[Opening DATA FOR THIS TASK section]

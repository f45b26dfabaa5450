// SPDX-License-Identifier: AGPL-3.0-only

//! Child-process plumbing: spawning with an explicit fd map, the
//! source/sink-wired specialization used by every filter in the archive
//! pipeline, and the worker-thread abstraction that feeds or drains a
//! filter's name stream.

pub use self::{
    child_filter::{ChildFilter, EXTRA_FD, EXTRA_FD_STRING},
    childprocess::Childprocess,
    worker::Worker,
};

pub(crate) use self::childprocess::ignore_sigpipe_once;

mod child_filter;
mod childprocess;
mod worker;
// SPDX-License-Identifier: AGPL-3.0-only

//! Byte-stream (de)compression.

use crate::{
    error::Error,
    io::{Sink, Source},
    process::ChildFilter,
};

/// A [`ChildFilter`] around the compression tool.
pub struct Compressor(ChildFilter);

impl Compressor
{
    /// `level` selects the mode: a value in `1..=9` compresses at that
    /// level; any other value decompresses.
    pub fn new(
        executable: &str,
        level:      i32,
        source:     &mut impl Source,
        sink:       &mut impl Sink,
    ) -> Result<Self, Error>
    {
        let argv = argument_list(executable, level);
        Ok(Self(ChildFilter::new(executable, &argv, source, sink)?))
    }
}

fn argument_list(executable: &str, level: i32) -> Vec<String>
{
    let mode = if (1 ..= 9).contains(&level) {
        format!("-{level}")
    } else {
        "--decompress".to_owned()
    };
    vec![executable.to_owned(), "--stdout".to_owned(), mode]
}

impl std::ops::Deref for Compressor
{
    type Target = ChildFilter;

    fn deref(&self) -> &Self::Target
    {
        &self.0
    }
}

impl std::ops::DerefMut for Compressor
{
    fn deref_mut(&mut self) -> &mut Self::Target
    {
        &mut self.0
    }
}

#[cfg(test)]
mod tests
{
    use super::*;

    #[test]
    fn compress_argument_list_uses_dash_level()
    {
        let argv = argument_list("/usr/bin/bzip2", 7);
        assert_eq!(argv, vec!["/usr/bin/bzip2", "--stdout", "-7"]);
    }

    #[test]
    fn out_of_range_level_means_decompress()
    {
        let argv = argument_list("/usr/bin/bzip2", 0);
        assert_eq!(argv, vec!["/usr/bin/bzip2", "--stdout", "--decompress"]);

        let argv = argument_list("/usr/bin/bzip2", -1);
        assert_eq!(argv, vec!["/usr/bin/bzip2", "--stdout", "--decompress"]);

        let argv = argument_list("/usr/bin/bzip2", 10);
        assert_eq!(argv, vec!["/usr/bin/bzip2", "--stdout", "--decompress"]);
    }
}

[Closing DATA FOR THIS TASK section]

WHAT YOU NEED TO DO
Return exactly the line that contains "impl std::ops::DerefMut for Compressor" and every line after it, through the last line of the records.

RESULT
impl std::ops::DerefMut for Compressor
{
    fn deref_mut(&mut self) -> &mut Self::Target
    {
        &mut self.0
    }
}

#[cfg(test)]
mod tests
{
    use super::*;

    #[test]
    fn compress_argument_list_uses_dash_level()
    {
        let argv = argument_list("/usr/bin/bzip2", 7);
        assert_eq!(argv, vec!["/usr/bin/bzip2", "--stdout", "-7"]);
    }

    #[test]
    fn out_of_range_level_means_decompress()
    {
        let argv = argument_list("/usr/bin/bzip2", 0);
        assert_eq!(argv, vec!["/usr/bin/bzip2", "--stdout", "--decompress"]);

        let argv = argument_list("/usr/bin/bzip2", -1);
        assert_eq!(argv, vec!["/usr/bin/bzip2", "--stdout", "--decompress"]);

        let argv = argument_list("/usr/bin/bzip2", 10);
        assert_eq!(argv, vec!["/usr/bin/bzip2", "--stdout", "--decompress"]);
    }
}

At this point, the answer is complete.